01 March 01 
CHIAROSCURO

MGG Pillai

Murder And Law

Murder is not a baillable offence.  Any one arrested, even on suspicion, must be in remand until the trial is over.  The grandson of a former finance minister is on trial for murder and he has been behind bars since his arrest.  But the son of a motor car dealer is not.

     He was arrested six weeks ago outside a pub in Seremban where he allegedly shot dead a worker in a car spare parts shop.  His father is a well-known man but that is no excuse to break the law.

     He was allowed bail at express instructions of a senior officer in the Attorney-General's Chambers. The Inspector-General of Police, Tan Sri Norian Mai, in apportioning blame, did not explain why the police did not object.

     The government promises an investigation, but that is neither here nor there.  There should already have been several parallel investigations, at every branch of government involved in it, and steps taken to ensure it would not happen again.  This is serious enough for punishment.

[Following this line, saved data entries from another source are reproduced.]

//! Sliding window log.

use std::collections::VecDeque;
use std::sync::Arc;

use parking_lot::Mutex;
use serde::Serialize;
use tracing::debug;

use super::clock::{to_datetime, Clock, SystemClock};
use super::decision::{Decision, Reason};
use super::rules::{valid_window, LimiterConfig};

/// Read-only view of a sliding window limiter.
#[derive(Debug, Clone, PartialEq, Eq, Serialize)]
#[serde(rename_all = "camelCase")]
pub struct SlidingWindowState {
    pub limit: u64,
    pub window_ms: u64,
    /// Admissions retained as of the last decision
    pub current: u64,
}

struct Log {
    limit: u64,
    window_ms: u64,
    /// Admission timestamps, oldest first
    admitted: VecDeque<u64>,
}

impl Log {
    /// Drop admissions strictly older than the window.
    fn evict(&mut self, now: u64) {
        while let Some(&oldest) = self.admitted.front() {
            if now.saturating_sub(oldest) <= self.window_ms {
                break;
            }
            self.admitted.pop_front();
        }
    }
}

/// A rate limiter over a continuously moving trailing window.
///
/// Each admission is remembered until it falls out of the window, so at any
/// instant the number of admissions within the trailing `window_ms` never
/// exceeds `limit`.
pub struct SlidingWindowLimiter {
    log: Mutex<Log>,
    clock: Arc<dyn Clock>,
}

impl SlidingWindowLimiter {
    /// Create a sliding window limiter on the system clock.
    pub fn new(limit: u64, window_ms: u64) -> Self {
        Self::with_clock(limit, window_ms, Arc::new(SystemClock))
    }

    /// Create a sliding window limiter reading time from `clock`.
    pub fn with_clock(limit: u64, window_ms: u64, clock: Arc<dyn Clock>) -> Self {
        Self {
            log: Mutex::new(Log {
                limit,
                window_ms,
                admitted: VecDeque::new(),
            }),
            clock,
        }
    }

    /// Decide whether to admit `request_id`.
    pub fn decide(&self, request_id: &str) -> Decision {
        let now = self.clock.now_millis();
        let mut log = self.log.lock();
        log.evict(now);

        let current = log.admitted.len() as u64;
        if current < log.limit {
            log.admitted.push_back(now);
            return Decision::allowed(request_id, to_datetime(now), Some(current + 1));
        }

        debug!(
            request_id = request_id,
            count = current,
            limit = log.limit,
            "Sliding window limit exceeded"
        );
        Decision::rejected(request_id, to_datetime(now), Some(current), Reason::LimitExceeded)
    }

    /// Snapshot the window.
    pub fn state(&self) -> SlidingWindowState {
        let log = self.log.lock();
        SlidingWindowState {
            limit: log.limit,
            window_ms: log.window_ms,
            current: log.admitted.len() as u64,
        }
    }

    /// Current `(limit, window_ms)`.
    pub fn settings(&self) -> (u64, u64) {
        let log = self.log.lock();
        (log.limit, log.window_ms)
    }

    /// Merge `limit` and `window_ms` from `config`.
    pub fn update_config(&self, config: &LimiterConfig) {
        let mut log = self.log.lock();
        if let Some(limit) = config.limit {
            log.limit = limit;
        }
        if let Some(window_ms) = config.window_ms.filter(|ms| valid_window(*ms)) {
            log.window_ms = window_ms;
        }
        debug!(
            limit = log.limit,
            window_ms = log.window_ms,
            "Sliding window config updated"
        );
    }
}

#[cfg(test)]
mod tests {
    use super::*;
    use crate::ratelimit::clock::ManualClock;

    fn limiter(limit: u64, window_ms: u64) -> (SlidingWindowLimiter, Arc<ManualClock>) {
        let clock = Arc::new(ManualClock::new(50_000));
        (SlidingWindowLimiter::with_clock(limit, window_ms, clock.clone()), clock)
    }

    #[test]
    fn test_counts_reflect_window_length() {
        let (limiter, _) = limiter(3, 1_000);

        assert_eq!(limiter.decide("a").count(), Some(1));
        assert_eq!(limiter.decide("b").count(), Some(2));
        assert_eq!(limiter.decide("c").count(), Some(3));

        let rejected = limiter.decide("d");
        assert_eq!(rejected.reason(), Some(Reason::LimitExceeded));
        assert_eq!(rejected.count(), Some(3));
    }

    #[test]
    fn test_eviction_is_strictly_older_than_window() {
        let (limiter, clock) = limiter(1, 1_000);
        assert!(limiter.decide("a").is_allowed());

        // Exactly one window old is still retained
        clock.advance(1_000);
        assert!(!limiter.decide("b").is_allowed());

        clock.advance(1);
        assert!(limiter.decide("c").is_allowed());
    }

    #[test]
    fn test_no_boundary_burst() {
        let (limiter, clock) = limiter(4, 1_000);

        clock.advance(900);
        for _ in 0..4 {
            assert!(limiter.decide("late").is_allowed());
        }

        // A fixed window would reset here; the sliding window still sees 4
        clock.advance(200);
        assert!(!limiter.decide("early").is_allowed());
    }

    #[test]
    fn test_trailing_window_never_exceeds_limit() {
        let (limiter, clock) = limiter(5, 100);
        let mut admitted_at = Vec::new();

        for step in 0..500u64 {
            if limiter.decide("r").is_allowed() {
                admitted_at.push(clock.now_millis());
            }
            clock.advance(step % 7);
        }

        for &t in &admitted_at {
            let in_window = admitted_at
                .iter()
                .filter(|&&a| a <= t && t - a < 100)
                .count();
            assert!(in_window <= 5, "{} admissions in window ending {}", in_window, t);
        }
    }

    #[test]
    fn test_lowered_limit_keeps_existing_entries() {
        let (limiter, clock) = limiter(5, 1_000);
        for _ in 0..4 {
            limiter.decide("r");
        }

        limiter.update_config(&LimiterConfig::new().with_limit(2));
        assert_eq!(limiter.state().current, 4);
        assert!(!limiter.decide("r").is_allowed());

        clock.advance(1_001);
        assert!(limiter.decide("r").is_allowed());
        assert_eq!(limiter.state().current, 1);
    }
}
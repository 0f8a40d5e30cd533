//! Redis-backed shared store.

use std::time::Duration;

use async_trait::async_trait;
use redis::aio::ConnectionManager;
use redis::{Client, Script};
use tracing::{debug, info};

use super::{
    SharedStore, StoreError, StoreResult, TokenTake, TOKEN_STATE_TTL_MS, WINDOW_CLEANUP_GRACE_MS,
};

/// Refill-then-consume over a `{tokens, last}` hash.
///
/// ARGV: capacity, refill_per_ms, now_ms, requested, ttl_ms.
/// Returns `{allowed, tokens}` with tokens as a string so fractions survive
/// the Lua to Redis integer conversion.
const TOKEN_BUCKET_SCRIPT: &str = r#"
local capacity = tonumber(ARGV[1])
local refill_per_ms = tonumber(ARGV[2])
local now = tonumber(ARGV[3])
local requested = tonumber(ARGV[4])

local data = redis.call('HMGET', KEYS[1], 'tokens', 'last')
local tokens = tonumber(data[1]) or capacity
local last = tonumber(data[2]) or now

local elapsed = math.max(0, now - last)
tokens = math.min(capacity, tokens + elapsed * refill_per_ms)

local allowed = 0
if tokens >= requested then
  tokens = tokens - requested
  allowed = 1
end

redis.call('HSET', KEYS[1], 'tokens', tostring(tokens), 'last', math.max(last, now))
redis.call('PEXPIRE', KEYS[1], ARGV[5])
return {allowed, tostring(tokens)}
"#;

/// A [`SharedStore`] on a Redis server.
///
/// The connection manager reconnects on its own; each call clones the handle.
pub struct RedisStore {
    conn: ConnectionManager,
    token_script: Script,
}

impl RedisStore {
    /// Connect to `url`, giving up after `timeout`.
    pub async fn connect(url: &str, timeout: Duration) -> StoreResult<Self> {
        let client = Client::open(url)?;
        let conn = tokio::time::timeout(timeout, ConnectionManager::new(client))
            .await
            .map_err(|_| StoreError::Timeout(timeout))??;

        info!(url = url, "Connected to Redis store");

        Ok(Self {
            conn,
            token_script: Script::new(TOKEN_BUCKET_SCRIPT),
        })
    }
}

#[async_trait]
impl SharedStore for RedisStore {
    async fn incr_window(&self, key: &str, window_ms: u64) -> StoreResult<u64> {
        let mut conn = self.conn.clone();
        let value: u64 = redis::cmd("INCR").arg(key).query_async(&mut conn).await?;
        if value == 1 {
            let _: bool = redis::cmd("PEXPIRE")
                .arg(key)
                .arg(window_ms)
                .query_async(&mut conn)
                .await?;
        }
        Ok(value)
    }

    async fn record_in_window(
        &self,
        key: &str,
        now_ms: u64,
        window_ms: u64,
        member: &str,
    ) -> StoreResult<u64> {
        let mut conn = self.conn.clone();
        let min_score = now_ms.saturating_sub(window_ms);

        let (count,): (u64,) = redis::pipe()
            .atomic()
            .cmd("ZADD")
            .arg(key)
            .arg(now_ms)
            .arg(member)
            .ignore()
            .cmd("ZREMRANGEBYSCORE")
            .arg(key)
            .arg("-inf")
            .arg(format!("({}", min_score))
            .ignore()
            .cmd("ZCARD")
            .arg(key)
            .cmd("PEXPIRE")
            .arg(key)
            .arg(window_ms.saturating_add(WINDOW_CLEANUP_GRACE_MS))
            .ignore()
            .query_async(&mut conn)
            .await?;

        Ok(count)
    }

    async fn take_tokens(
        &self,
        key: &str,
        capacity: f64,
        refill_per_ms: f64,
        now_ms: u64,
        requested: f64,
    ) -> StoreResult<TokenTake> {
        let mut conn = self.conn.clone();
        let (allowed, tokens): (i64, String) = self
            .token_script
            .key(key)
            .arg(capacity)
            .arg(refill_per_ms)
            .arg(now_ms)
            .arg(requested)
            .arg(TOKEN_STATE_TTL_MS)
            .invoke_async(&mut conn)
            .await?;

        let tokens = tokens.parse::<f64>().map_err(|_| {
            debug!(key = key, tokens = %tokens, "Unparseable token count from script");
            StoreError::WrongType(key.to_string())
        })?;

        Ok(TokenTake {
            allowed: allowed == 1,
            tokens,
        })
    }

    async fn queue_len(&self, key: &str) -> StoreResult<u64> {
        let mut conn = self.conn.clone();
        Ok(redis::cmd("LLEN").arg(key).query_async(&mut conn).await?)
    }

    async fn queue_push(&self, key: &str, item: &str) -> StoreResult<()> {
        let mut conn = self.conn.clone();
        let _: u64 = redis::cmd("RPUSH").arg(key).arg(item).query_async(&mut conn).await?;
        Ok(())
    }

    async fn queue_pop(&self, key: &str) -> StoreResult<Option<String>> {
        let mut conn = self.conn.clone();
        Ok(redis::cmd("LPOP").arg(key).query_async(&mut conn).await?)
    }
}

#[cfg(test)]
mod tests {
    use super::*;

    #[tokio::test]
    async fn test_connect_rejects_bad_url() {
        let result = RedisStore::connect("not-a-url", Duration::from_millis(50)).await;
        assert!(matches!(result, Err(StoreError::Backend(_))));
    }
}
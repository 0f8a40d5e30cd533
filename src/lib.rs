//! Ratelab - Admission Control Core
//!
//! This crate implements four classic rate limiting strategies (fixed window,
//! sliding window, token bucket and leaky bucket) behind one registry, with
//! optional shared-store variants so several processes enforce one limit.
//! Every decision is published to a bounded decision log.

pub mod config;
pub mod error;
pub mod ratelimit;
pub mod sink;
pub mod store;
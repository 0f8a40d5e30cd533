//! Shared key-value store used by the cross-process limiter variants.
//!
//! Each operation is the store-side half of one limiter algorithm and must be
//! atomic per key, except for the queue length/push pair used by the leaky
//! bucket, which callers combine into a non-atomic check-then-act.

mod memory;
mod redis;

use std::time::Duration;

use async_trait::async_trait;
use thiserror::Error;

pub use self::memory::MemoryStore;
pub use self::redis::RedisStore;

/// How long token bucket state survives without traffic.
pub const TOKEN_STATE_TTL_MS: u64 = 86_400_000;

/// Extra lifetime given to sliding window keys beyond the window itself.
pub const WINDOW_CLEANUP_GRACE_MS: u64 = 1_000;

/// Errors that can occur in store operations.
#[derive(Debug, Error)]
pub enum StoreError {
    #[error("Store backend error: {0}")]
    Backend(#[from] ::redis::RedisError),
    #[error("Store operation timed out after {0:?}")]
    Timeout(Duration),
    #[error("Key {0} holds a value of the wrong type")]
    WrongType(String),
    #[error("Store unavailable: {0}")]
    Unavailable(String),
}

/// Result type alias for store operations.
pub type StoreResult<T> = std::result::Result<T, StoreError>;

/// Outcome of a token bucket consume.
#[derive(Debug, Clone, Copy, PartialEq)]
pub struct TokenTake {
    pub allowed: bool,
    /// Tokens left after the consume
    pub tokens: f64,
}

/// Store operations backing the shared limiter variants.
#[async_trait]
pub trait SharedStore: Send + Sync {
    /// Atomically increment `key` and return the new value. When the value
    /// becomes 1 the key expires after `window_ms`.
    async fn incr_window(&self, key: &str, window_ms: u64) -> StoreResult<u64>;

    /// In one atomic unit: add `member` scored `now_ms`, drop members scored
    /// below `now_ms - window_ms`, refresh the key expiry, and return the
    /// resulting cardinality.
    async fn record_in_window(
        &self,
        key: &str,
        now_ms: u64,
        window_ms: u64,
        member: &str,
    ) -> StoreResult<u64>;

    /// In one atomic unit: read `{tokens, last}` (default `{capacity, now}`),
    /// refill at `refill_per_ms`, consume `requested` if available, write the
    /// pair back and extend the key expiry.
    async fn take_tokens(
        &self,
        key: &str,
        capacity: f64,
        refill_per_ms: f64,
        now_ms: u64,
        requested: f64,
    ) -> StoreResult<TokenTake>;

    /// Length of the list at `key`.
    async fn queue_len(&self, key: &str) -> StoreResult<u64>;

    /// Append `item` to the list at `key`.
    async fn queue_push(&self, key: &str, item: &str) -> StoreResult<()>;

    /// Remove and return the oldest item of the list at `key`.
    async fn queue_pop(&self, key: &str) -> StoreResult<Option<String>>;
}

/// Refill-then-consume arithmetic shared by every store.
pub(crate) fn refill_and_take(
    tokens: f64,
    last: u64,
    capacity: f64,
    refill_per_ms: f64,
    now_ms: u64,
    requested: f64,
) -> TokenTake {
    let elapsed = now_ms.saturating_sub(last) as f64;
    let tokens = (tokens + elapsed * refill_per_ms).min(capacity);
    if tokens >= requested {
        TokenTake {
            allowed: true,
            tokens: tokens - requested,
        }
    } else {
        TokenTake {
            allowed: false,
            tokens,
        }
    }
}

#[cfg(test)]
mod tests {
    use super::*;

    #[test]
    fn test_refill_and_take() {
        let take = refill_and_take(0.0, 0, 5.0, 0.005, 400, 1.0);
        assert!(take.allowed);
        assert!((take.tokens - 1.0).abs() < 1e-9);

        let take = refill_and_take(0.5, 100, 5.0, 0.005, 100, 1.0);
        assert!(!take.allowed);
        assert_eq!(take.tokens, 0.5);
    }

    #[test]
    fn test_refill_clamps_to_capacity() {
        let take = refill_and_take(4.0, 0, 5.0, 1.0, 10_000, 1.0);
        assert_eq!(take.tokens, 4.0);
    }
}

     Saying they obeyed orders did not prevent the conviction of those in Nazi Germany and Wartime Japan in the war crimes trials that followed the end of World War II.  In the political context, these events in Malaysia take on a confrontational tinge betweend government and people.

     Besides, the courts grant bail.  Why was it then allowed?  Did he not know the rules about bail and murder suspects?  Why did not the court staff, well versed in these nitty gritty matters, alert the magistrate?  Did not the police in Seremban know that murder is not a baillable offence?  Did not the lawyers involved in the case know that?  As officers of the court, they had the bounden duty to point this out when bail was asked for.  Did they?

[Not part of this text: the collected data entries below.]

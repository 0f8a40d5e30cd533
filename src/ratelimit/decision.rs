//! The decision value produced by every limiter.

use chrono::{DateTime, Utc};
use serde::{Deserialize, Serialize};

/// Outcome of an admission check.
#[derive(Debug, Clone, Copy, PartialEq, Eq, Hash, Serialize, Deserialize)]
#[serde(rename_all = "lowercase")]
pub enum DecisionStatus {
    /// The request was admitted
    Allowed,
    /// The request was refused
    Rejected,
    /// The request was deferred to a queue
    Queued,
    /// The request was not evaluated
    Ignored,
}

/// Machine-readable rejection reason.
#[derive(Debug, Clone, Copy, PartialEq, Eq, Hash, Serialize, Deserialize)]
#[serde(rename_all = "snake_case")]
pub enum Reason {
    /// The window already admitted `limit` requests
    LimitExceeded,
    /// The token bucket held less than one token
    NoTokens,
    /// The leaky bucket queue was at its bound
    QueueFull,
}

impl Reason {
    /// The stable code string for this reason.
    pub fn as_str(&self) -> &'static str {
        match self {
            Reason::LimitExceeded => "limit_exceeded",
            Reason::NoTokens => "no_tokens",
            Reason::QueueFull => "queue_full",
        }
    }
}

impl std::fmt::Display for Reason {
    fn fmt(&self, f: &mut std::fmt::Formatter<'_>) -> std::fmt::Result {
        f.write_str(self.as_str())
    }
}

/// An immutable admission decision for one request.
///
/// `count` carries algorithm-specific occupancy: the window count for the
/// window limiters, the floored remaining tokens for the token bucket, and the
/// queue depth for the leaky bucket.
#[derive(Debug, Clone, PartialEq, Serialize, Deserialize)]
#[serde(rename_all = "camelCase")]
pub struct Decision {
    request_id: String,
    status: DecisionStatus,
    timestamp: DateTime<Utc>,
    #[serde(default, skip_serializing_if = "Option::is_none")]
    count: Option<u64>,
    #[serde(default, skip_serializing_if = "Option::is_none")]
    reason: Option<Reason>,
}

impl Decision {
    fn new(
        request_id: impl Into<String>,
        status: DecisionStatus,
        timestamp: DateTime<Utc>,
        count: Option<u64>,
        reason: Option<Reason>,
    ) -> Self {
        Self {
            request_id: request_id.into(),
            status,
            timestamp,
            count,
            reason,
        }
    }

    /// An admitted request.
    pub fn allowed(request_id: impl Into<String>, timestamp: DateTime<Utc>, count: Option<u64>) -> Self {
        Self::new(request_id, DecisionStatus::Allowed, timestamp, count, None)
    }

    /// A refused request.
    pub fn rejected(
        request_id: impl Into<String>,
        timestamp: DateTime<Utc>,
        count: Option<u64>,
        reason: Reason,
    ) -> Self {
        Self::new(request_id, DecisionStatus::Rejected, timestamp, count, Some(reason))
    }

    /// A request placed on a queue.
    pub fn queued(request_id: impl Into<String>, timestamp: DateTime<Utc>, count: Option<u64>) -> Self {
        Self::new(request_id, DecisionStatus::Queued, timestamp, count, None)
    }

    /// A request that was not evaluated.
    pub fn ignored(request_id: impl Into<String>, timestamp: DateTime<Utc>) -> Self {
        Self::new(request_id, DecisionStatus::Ignored, timestamp, None, None)
    }

    pub fn request_id(&self) -> &str {
        &self.request_id
    }

    pub fn status(&self) -> DecisionStatus {
        self.status
    }

    pub fn timestamp(&self) -> DateTime<Utc> {
        self.timestamp
    }

    pub fn count(&self) -> Option<u64> {
        self.count
    }

    pub fn reason(&self) -> Option<Reason> {
        self.reason
    }

    /// Whether the request was admitted.
    pub fn is_allowed(&self) -> bool {
        self.status == DecisionStatus::Allowed
    }
}

/// Generate a request id for callers that did not supply one.
pub fn new_request_id() -> String {
    let id = uuid::Uuid::new_v4().simple().to_string();
    format!("req_{}", &id[..8])
}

     What frightens is not that bail was granted but that they were carried out without realising it was forbidden and that none bothered to question it.  The police cannot blame higher authority for its acts of commission and omission. The courts cannot hide behind the fiction that the Attorney-General's Chambers had ordered that bail be granted.  That should have been questioned.

     That several agencies of the law conspired to break the law is what we have unfortunately come to expect.  Murders are left unsolved.  Promises made are quickly forgotten.

     We do not not only know who killed the Methodist School Girl in a tunnel within sight of the police headquarters at Bukit Aman in Kuala Lumpur, but the tunnel is now back as the haunt of drug addicts and ne'er do wells that one walks through the tunnel at one's peril.  The police promised to bring whoever shot dead the then state assemblyman for Lunas last year "soon", but is all but forgotten.

     It is not confined to murders.  Try and report a burglary or a motor accident.  The runaround you get at the police station is worse when at the end of it all you are told they can do nothing.  But the law requires you have to report if you want to claim on your insurance, and so it becomes yet another form one goes through with no belief the culprit would ever be brought to book.

     No authority bothers about following the law.  When it was pointed out to a former mayor of Kuala Lumpur that parking meters were illegal because it had not been gazetted, he famously replied that he did not care, and those who were issued summonses would be charged.  If traffic offences are not paid, vehicles licences would not be renewed;  the courts have said clearly this should not be.  The Road Transport Department cares not a hoot.  The list is endless.

     The laws of defamation is turned on its head.  Last month, TV3 did not file a defence in a RM100 million defamation suit, and the plaintiff was given judgement in default by an assistant registrar.  Why the TV3 lawyers, from the largest law firm in the country, did not file a defence is any matter.  But it is appealed, and Mr Justice R.K. Nathan, before him the case came, wants the plaintiff to explain his demand for this huge amount.

     Yet the same judge established the principle that the plaintiff need not, in the cases for defamation involving the lawyer, Tommy Thomas.  The Court of Appeal upheld the judge, and is now law.  For him now to demand what he did not allow does raise the distinct and frightening suggestion that the law is used capriciously against those the establishment is unhappy with.

     It should not.  The government, which did not object to the high defamation damages when it was the rage because those benefitting from that were its cronies, siblings and courtiers, now find its satraps and followers paying the price.

     Why has this come about?  When the institutions of state are allowed full licence to harass and constrain the public, an adminstrative and political gridlock ensues. Reversing it to status quo ante is both painful and fraught with political and administrative pressures.  As the government finds to reverse the trend of the past 20 years. Too much has gone wrong for that to be easy.

     The de facto law minister, Rais Yatim, says it should be left to the judges to curtail the high defamation damages.  That is how it should be.  Few can pay what is demanded.  So, it is used to frighten comment and dissent. For a decade and a half, judges were selected not for their erudition and judicial temparament but for their loyalty primarily to the chief justice.

     So, law and justice are debased.  Which is why I am not surprised at bail granted to a murder suspect.  But is anyone in authority bothered about it enough to punish those responsible.  I doubt they are.